Стр. 332. Фарлаф — один из персонажей поэмы А. С. Пушкина ‘Руслан и Людмила’, хвастун и трус.
Стр. 358. ‘Александр Македонский… был великий человек, но… стулья из-за чего же ломать?’ — Неточная цитата из комедии Н. В. Гоголя ‘Ревизор’ (1836), действие I, явление I.
Стр. 360. …из-за Красного Креста среди населения полумесяца…— Деятельность отрядов Красного Креста, посланных на работу среди мусульманского населения и других национальных меньшинств Поволжья, находившихся в особенно тяжелых условиях, вызывала недоверие населения, как правительственное мероприятие.
Стр. 361. …тип Шибанова стремянного.— Имеется в виду слуга политического деятеля и писателя князя А. М. Курбского (р. 1528), имя его благодаря популярному стихотворению А. К. Толстого (1817—1875) ‘Василий Шибанов’ стало синонимом рабски преданного слуги.
Стр. 371. …времен Владимира… — См. прим. к очерку ‘Картинки Волыни’, стр. 695.
Стр. 386. …экономическую озимь — то есть озимые посевы на ‘экономических’ землях, принадлежавших казне.
Мировые не были судьями и администраторами… только судьями,политика не входила в их сферу.— С утверждением должности мировых судей (1859) в их руках сосредоточивалась только судебная власть.
В дальнейшем должность мирового судьи была заменена учрежденной по ‘Положению’ 1861 года должностью мирового посредника, обладавшего административно-судебной властью: он имел право подвергать крестьян штрафу, аресту и наказанию розгами.
Стр. 408. В. В. — псевдоним В. П. Воронцова (1847—1918), экономиста и публициста, одного из идеологов либерального народничества 80—90-х годов.
Юзов (псевдоним И. И. Каблица, 1848—1893), Кривенко С. Н. (1847—1907) — представители либерального народничества.
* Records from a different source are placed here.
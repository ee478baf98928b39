// ─────────────────────────────────────────────────────────────────────
// SCPN Fusion Core — Constants
// © 1998–2026 Miroslav Šotek. All rights reserved.
// Contact: www.anulum.li | protoscience@anulum.li
// ORCID: https://orcid.org/0009-0009-3560-0851
// License: GNU AGPL v3 | Commercial licensing available
// ─────────────────────────────────────────────────────────────────────
/// Vacuum permeability (H/m), classical exact value 4π × 1e-7.
pub const MU0_SI: f64 = 4.0 * std::f64::consts::PI * 1e-7;

/// μ0 / 4π (T·m/A), the Biot–Savart prefactor.
pub const MU0_OVER_4PI: f64 = 1e-7;

/// Default remanent field of the magnet material (T), NdFeB-class.
pub const B_MAX_DEFAULT: f64 = 1.4;

/// Number of moment components per dipole.
pub const DIPOLE_DIM: usize = 3;

/// Number of linear divergence-free current basis functions per winding-volume cell.
pub const WV_BASIS_DIM: usize = 11;
// ─────────────────────────────────────────────────────────────────────
// SCPN Fusion Core — Boundary Geometry
// © 1998–2026 Miroslav Šotek. All rights reserved.
// Contact: www.anulum.li | protoscience@anulum.li
// ORCID: https://orcid.org/0009-0009-3560-0851
// License: GNU AGPL v3 | Commercial licensing available
// ─────────────────────────────────────────────────────────────────────
//! Toroidal boundary surfaces sampled on (φ, θ) quadrature grids.
//!
//! Everything downstream consumes surfaces through [`surface::ToroidalSurface`]:
//! points `gamma()` of shape (nφ, nθ, 3), un-normalized normals and the
//! quadrature spacings.

pub mod loaders;
pub mod rzfourier;
pub mod surface;

pub use loaders::{load_boundary, parse_boundary, read_boundary, BoundaryData};
pub use magnet_types::config::BoundaryFormat;
pub use rzfourier::SurfaceRZFourier;
pub use surface::{quadpoints_phi, quadpoints_theta, QuadRange, SampledSurface, ToroidalSurface};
Златовратский H. H. (1845—1911) — писатель-народник, идеализировавший в своих произведениях ‘Крестьяне-присяжные’ и ‘Устои’ самих крестьян и крестьянскую общину.
Стр. 425. В дневнике Амиеля…— См. прим. к рассказу ‘Жизнь и смерть’, стр. 690.
Стр. 429. Мещерский В. П. (1839—1914) — князь, реакционный публицист и беллетрист, редактор-издатель журнала-газеты ‘Гражданин’.
Стр. 436. Гааз Фридрих-Иосиф (Федор Петрович, 1780—1853)— пользовавшийся громадной популярностью врач московских тюремных больниц, сумевший добиться некоторого улучшения условий содержания заключенных.
Стр. 443. …удельному имению…— Удельные имения находились в ведении Удельного ведомства, образованного в 1797 году для управления недвижимым имуществом, выделенным на содержание членов императорской семьи.
Стр. 460. …об экспедиции Нансена…— Имеется в виду экспедиция на Северный полюс (1893—1896), возглавленная норвежским океанографом, исследователем Арктики — Фритьофом Нансеном (1861—1930).
Стр. 497. Скобелев… — См. прим. к рассказу ‘Клотильда’, стр. 699.